To the extent "baba" is used for other men not one's father (barring priests), then "father" itself doesn't work as a translation, that is unless "father" itself is used in such instances in Tanzanian English. In Ghanaian English, it is common to use "uncle" in this way, a form much more familiar for not-actual-relatives to native English speakers in Western countries (but still not nearly as widely used as in Ghana).


What about "Father is a Tanzanian" - This translations was flagged as incorrect.


Not nearly a native speaker, but that seems correct. It doesn't seem like there's any distinction in Swahili.


Report it. :) It is both correct - there are no articles (though different ways of defining something concretely.)


English: Father/Dad Turkish: Baba Swahili: Baba


"Dad's Tanzanian". Didn't accept it


Making "Dad is" become "Dad's" is quite informal in American english and is accetpable to say, however we are translating from Swahili and it makes the most sense to translate more directly into the closest equivalent. English-ifying it even more might be too far from the original meaning. The structure is much more like "Dad is" than "Dad's"

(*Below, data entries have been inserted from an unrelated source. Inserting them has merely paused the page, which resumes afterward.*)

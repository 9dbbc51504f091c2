//! Skill Description Generator
//!
//! Asks the completion backend for a one-line summary of a procedure and
//! wraps it as a commented signature stub, which is what gets embedded.

use anyhow::{Context, Result};
use tracing::info;

use crate::completion::{Prompt, SharedCompletion};
use crate::frames::VisionContext;
use crate::prompts;

pub struct DescriptionGenerator {
    completion: SharedCompletion,
    vision: VisionContext,
}

impl DescriptionGenerator {
    pub fn new(completion: SharedCompletion, vision: VisionContext) -> Self {
        Self { completion, vision }
    }

    pub fn render_prompt(&self, program_name: &str, program_code: &str) -> Prompt {
        Prompt::new(prompts::SKILL_DESCRIPTION)
            .with_images(self.vision.image_parts())
            .with_text(format!(
                "{}\n\nThe main function is `{}`.",
                program_code, program_name
            ))
    }

    pub async fn generate(&self, program_name: &str, program_code: &str) -> Result<String> {
        let prompt = self.render_prompt(program_name, program_code);
        let summary = self
            .completion
            .complete(&prompt)
            .await
            .with_context(|| format!("Failed to describe skill {}", program_name))?;

        let description = format_description(program_name, &summary);
        info!(skill = %program_name, "Generated skill description:\n{}", description);
        Ok(description)
    }
}

/// `async function {name}(bot) {\n    // {summary}\n}`
pub fn format_description(program_name: &str, summary: &str) -> String {
    let summary = summary.trim().replace('\n', " ");
    format!(
        "async function {}(bot) {{\n    // {}\n}}",
        program_name, summary
    )
}

#[cfg(test)]
mod tests {
    use super::*;

    #[test]
    fn test_format_description() {
        assert_eq!(
            format_description("mineWood", "Mine wood logs nearby.\n"),
            "async function mineWood(bot) {\n    // Mine wood logs nearby.\n}"
        );
    }
}
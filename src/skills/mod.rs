//! Skill Library
//!
//! Reusable procedures with generated descriptions, retrievable by semantic
//! similarity.
//!
//! # Architecture
//!
//! ```text
//! add(skill) ──► Description Generator ──► archive previous version (overwrite only)
//!                                                │
//!                              index delete ◄────┘
//!                                   │
//!                     index upsert ──► registry upsert ──► count check ──► persist
//!
//! A failure after the archive step rolls the registry and index back to the
//! previous entry. If they still disagree the error is `Consistency`.
//!
//! retrieve(query) ──► index query (k = min(top_k, |registry|)) ──► registry code
//! ```
//!
//! # Layout
//!
//! ```text
//! {ckpt}/skill/skills.json           registry, rewritten on every add
//! {ckpt}/skill/code/{name}.js        current code (+ {name}V{n}.js archives)
//! {ckpt}/skill/description/{name}.txt
//! {ckpt}/skill/vectordb/             similarity index
//! ```

pub mod generator;
pub mod store;
pub mod types;

pub use generator::{format_description, DescriptionGenerator};
pub use store::SkillStore;
pub use types::{AddOutcome, NewSkill, Registry, SkillEntry, SkillPaths};
//! Text Embeddings
//!
//! Turns skill descriptions and retrieval queries into vectors for the
//! similarity index. Three backends share the [`Embedder`] trait:
//!
//! - [`HashEmbedder`]: hashed bag-of-words, computed in-process (no network)
//! - [`OllamaEmbedder`]: local Ollama server, with an LRU cache for queries
//! - [`OpenAiEmbedder`]: hosted OpenAI-compatible embedding API

use anyhow::{Context, Result};
use async_trait::async_trait;
use moka::future::Cache;
use serde::Deserialize;
use sha2::{Digest, Sha256};
use std::sync::Arc;
use std::time::Duration;
use tracing::debug;

use crate::config::{Config, EmbeddingBackend};

/// Text → vector capability
#[async_trait]
pub trait Embedder: Send + Sync {
    /// Backend name for logs
    fn name(&self) -> &str;

    /// Embed a single text
    async fn embed(&self, text: &str) -> Result<Vec<f32>>;
}

/// Build the embedder selected by configuration
pub fn embedder_from_config(config: &Config) -> Result<Arc<dyn Embedder>> {
    let embedder: Arc<dyn Embedder> = match config.embedding_backend {
        EmbeddingBackend::Local => Arc::new(HashEmbedder::default()),
        EmbeddingBackend::Ollama => Arc::new(OllamaEmbedder::new(
            &config.ollama_url,
            config.embedding_model.as_deref().unwrap_or("nomic-embed-text"),
            config.request_timeout,
        )),
        EmbeddingBackend::OpenAi => {
            let api_key = config
                .openai_api_key
                .as_deref()
                .context("OPENAI_API_KEY not set - hosted embeddings unavailable")?;
            Arc::new(OpenAiEmbedder::new(
                &config.openai_base_url,
                api_key,
                config
                    .embedding_model
                    .as_deref()
                    .unwrap_or("text-embedding-3-small"),
                config.request_timeout,
            ))
        }
    };
    Ok(embedder)
}

/// Default dimension for hashed embeddings
pub const HASH_EMBEDDING_DIM: usize = 256;

/// Local text-vector embedder.
///
/// Each lowercase alphanumeric token is hashed (SHA-256, so vectors are stable
/// across processes and persisted indexes stay valid) into a signed bucket.
/// The result is L2-normalized.
#[derive(Debug, Clone)]
pub struct HashEmbedder {
    dimension: usize,
}

impl HashEmbedder {
    pub fn new(dimension: usize) -> Self {
        Self {
            dimension: dimension.max(1),
        }
    }

    /// Synchronous core, exposed for tests
    pub fn embed_text(&self, text: &str) -> Vec<f32> {
        let mut vector = vec![0.0f32; self.dimension];

        for token in text
            .split(|c: char| !c.is_alphanumeric())
            .filter(|t| !t.is_empty())
        {
            let digest = Sha256::digest(token.to_lowercase().as_bytes());
            let mut bucket = [0u8; 8];
            bucket.copy_from_slice(&digest[..8]);
            let idx = (u64::from_le_bytes(bucket) % self.dimension as u64) as usize;
            let sign = if digest[8] & 1 == 0 { 1.0 } else { -1.0 };
            vector[idx] += sign;
        }

        let norm: f32 = vector.iter().map(|x| x * x).sum::<f32>().sqrt();
        if norm > 0.0 {
            for x in vector.iter_mut() {
                *x /= norm;
            }
        }
        vector
    }
}

impl Default for HashEmbedder {
    fn default() -> Self {
        Self::new(HASH_EMBEDDING_DIM)
    }
}

#[async_trait]
impl Embedder for HashEmbedder {
    fn name(&self) -> &str {
        "local"
    }

    async fn embed(&self, text: &str) -> Result<Vec<f32>> {
        Ok(self.embed_text(text))
    }
}

/// Ollama embedding response
#[derive(Debug, Deserialize)]
struct OllamaEmbeddingResponse {
    embedding: Vec<f32>,
}

/// Ollama-backed embedder
pub struct OllamaEmbedder {
    base_url: String,
    model: String,
    client: reqwest::Client,
    /// LRU cache for embeddings (max 1000 entries, 1 hour TTL)
    cache: Cache<String, Vec<f32>>,
}

impl OllamaEmbedder {
    pub fn new(base_url: &str, model: &str, timeout: Duration) -> Self {
        let client = reqwest::Client::builder()
            .timeout(timeout)
            .build()
            .expect("Failed to create HTTP client");

        let cache = Cache::builder()
            .max_capacity(1000)
            .time_to_live(Duration::from_secs(3600))
            .build();

        Self {
            base_url: base_url.trim_end_matches('/').to_string(),
            model: model.to_string(),
            client,
            cache,
        }
    }

    async fn embed_uncached(&self, text: &str) -> Result<Vec<f32>> {
        let url = format!("{}/api/embeddings", self.base_url);

        let response = self
            .client
            .post(&url)
            .json(&serde_json::json!({
                "model": self.model,
                "prompt": text
            }))
            .send()
            .await
            .context("Failed to send embedding request")?;

        if !response.status().is_success() {
            anyhow::bail!("Embedding request failed: {}", response.status());
        }

        let result: OllamaEmbeddingResponse = response
            .json()
            .await
            .context("Failed to parse embedding response")?;

        Ok(result.embedding)
    }
}

#[async_trait]
impl Embedder for OllamaEmbedder {
    fn name(&self) -> &str {
        "ollama"
    }

    async fn embed(&self, text: &str) -> Result<Vec<f32>> {
        let cache_key = text.trim().to_string();

        if let Some(cached) = self.cache.get(&cache_key).await {
            return Ok(cached);
        }

        let embedding = self.embed_uncached(&cache_key).await?;
        self.cache.insert(cache_key, embedding.clone()).await;
        debug!(model = %self.model, dim = embedding.len(), "Computed Ollama embedding");

        Ok(embedding)
    }
}

#[derive(Debug, Deserialize)]
struct OpenAiEmbeddingResponse {
    data: Vec<OpenAiEmbeddingData>,
}

#[derive(Debug, Deserialize)]
struct OpenAiEmbeddingData {
    embedding: Vec<f32>,
}

/// Hosted embedding API (OpenAI-compatible `/embeddings`)
pub struct OpenAiEmbedder {
    base_url: String,
    api_key: String,
    model: String,
    client: reqwest::Client,
}

impl OpenAiEmbedder {
    pub fn new(base_url: &str, api_key: &str, model: &str, timeout: Duration) -> Self {
        let client = reqwest::Client::builder()
            .timeout(timeout)
            .build()
            .expect("Failed to create HTTP client");

        Self {
            base_url: base_url.trim_end_matches('/').to_string(),
            api_key: api_key.to_string(),
            model: model.to_string(),
            client,
        }
    }
}

#[async_trait]
impl Embedder for OpenAiEmbedder {
    fn name(&self) -> &str {
        "openai"
    }

    async fn embed(&self, text: &str) -> Result<Vec<f32>> {
        let url = format!("{}/embeddings", self.base_url);

        let response = self
            .client
            .post(&url)
            .bearer_auth(&self.api_key)
            .json(&serde_json::json!({
                "model": self.model,
                "input": text
            }))
            .send()
            .await
            .context("Failed to send embedding request")?;

        if !response.status().is_success() {
            let status = response.status();
            let body = response.text().await.unwrap_or_default();
            anyhow::bail!("Embedding API error {}: {}", status, body);
        }

        let result: OpenAiEmbeddingResponse = response
            .json()
            .await
            .context("Failed to parse embedding response")?;

        result
            .data
            .into_iter()
            .next()
            .map(|d| d.embedding)
            .context("Embedding response contained no data")
    }
}

/// Calculate cosine similarity between two vectors
pub fn cosine_similarity(a: &[f32], b: &[f32]) -> f32 {
    if a.len() != b.len() || a.is_empty() {
        return 0.0;
    }

    let dot: f32 = a.iter().zip(b.iter()).map(|(x, y)| x * y).sum();
    let norm_a: f32 = a.iter().map(|x| x * x).sum::<f32>().sqrt();
    let norm_b: f32 = b.iter().map(|x| x * x).sum::<f32>().sqrt();

    if norm_a == 0.0 || norm_b == 0.0 {
        return 0.0;
    }

    dot / (norm_a * norm_b)
}

/// Serialize embedding to bytes for SQLite BLOB storage
pub fn embedding_to_bytes(embedding: &[f32]) -> Vec<u8> {
    embedding.iter().flat_map(|f| f.to_le_bytes()).collect()
}

/// Deserialize embedding from bytes
pub fn embedding_from_bytes(bytes: &[u8]) -> Vec<f32> {
    bytes
        .chunks_exact(4)
        .map(|chunk| f32::from_le_bytes([chunk[0], chunk[1], chunk[2], chunk[3]]))
        .collect()
}
//! Error Types
//!
//! Typed failures at the library boundary. Collaborator adapters use
//! `anyhow` internally and are folded into these variants by the store.

use std::path::PathBuf;
use thiserror::Error;

/// Skill store errors
#[derive(Error, Debug)]
pub enum StoreError {
    /// The similarity index and the registry disagree on entry count.
    #[error(
        "similarity index is not synced with the skill registry: \
         {index} entries in the index but {registry} skills in the registry. \
         Rebuild the index from the registry or remove the index directory to start from scratch"
    )]
    Consistency { index: usize, registry: usize },

    #[error("similarity index returned unknown skill: {0}")]
    UnknownSkill(String),

    #[error("Invalid skill name: {0}")]
    InvalidName(String),

    #[error("skill registry not found at {0} (resume requested)")]
    MissingRegistry(PathBuf),

    #[error("IO error: {0}")]
    Io(#[from] std::io::Error),

    #[error("Serialization error: {0}")]
    Serialization(#[from] serde_json::Error),

    #[error("Similarity index error: {0}")]
    Index(String),

    #[error("Completion error: {0}")]
    Completion(String),
}

impl StoreError {
    /// Fatal errors must stop the agent run; nothing here is retried.
    pub fn is_fatal(&self) -> bool {
        matches!(
            self,
            StoreError::Consistency { .. }
                | StoreError::UnknownSkill(_)
                | StoreError::MissingRegistry(_)
        )
    }
}

/// Configuration errors
#[derive(Error, Debug)]
pub enum ConfigError {
    #[error("Invalid value for {key}: {value}")]
    InvalidValue { key: &'static str, value: String },

    #[error("Missing required variable: {0}")]
    Missing(&'static str),

    #[error("Failed to read {key} at {path}: {source}")]
    Unreadable {
        key: &'static str,
        path: PathBuf,
        source: std::io::Error,
    },
}

/// Failures normalizing or parsing near-JSON model output
#[derive(Error, Debug)]
pub enum RepairError {
    #[error("no JSON object found in response")]
    NoObject,

    #[error("JSON parse failed after repair: {0}")]
    Parse(#[from] serde_json::Error),
}

/// A completion that could not be turned into a judgment
#[derive(Error, Debug)]
pub enum ValidationError {
    #[error(transparent)]
    Repair(#[from] RepairError),

    #[error("response does not match schema: {0}")]
    Schema(String),
}

pub type StoreResult<T> = std::result::Result<T, StoreError>;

That only makes sense if there's a parallel, commonly used way to make this sentence a less formal register in Swahili. Unless you're offering one, the difference does not matter at all.


It's not dealing with contractions well. I've been saying "Mom's Kenyan" or "Dad's Tanzanian" and it's telling me I missed a space. As far as I know, there's no parallel in Swahili to the English contraction, so both these sentences should not be flagged for typos.


The contractions in Swahili are in other places. "Mamangu ni mkenya." (shortage of "Mama yangu ni mkenya.")


How is "Dad's Tanzanian" incorrect?


Baba is also father in Zulu. Although we would say "uBaba".


wrote "Baba ni mtanzania" and it says its wrong, it has to be "Baba ni mtanzania". WHATS THE DIFFERENCE?

[deactivated user]

    Why not 'The dad is Tanzanian'?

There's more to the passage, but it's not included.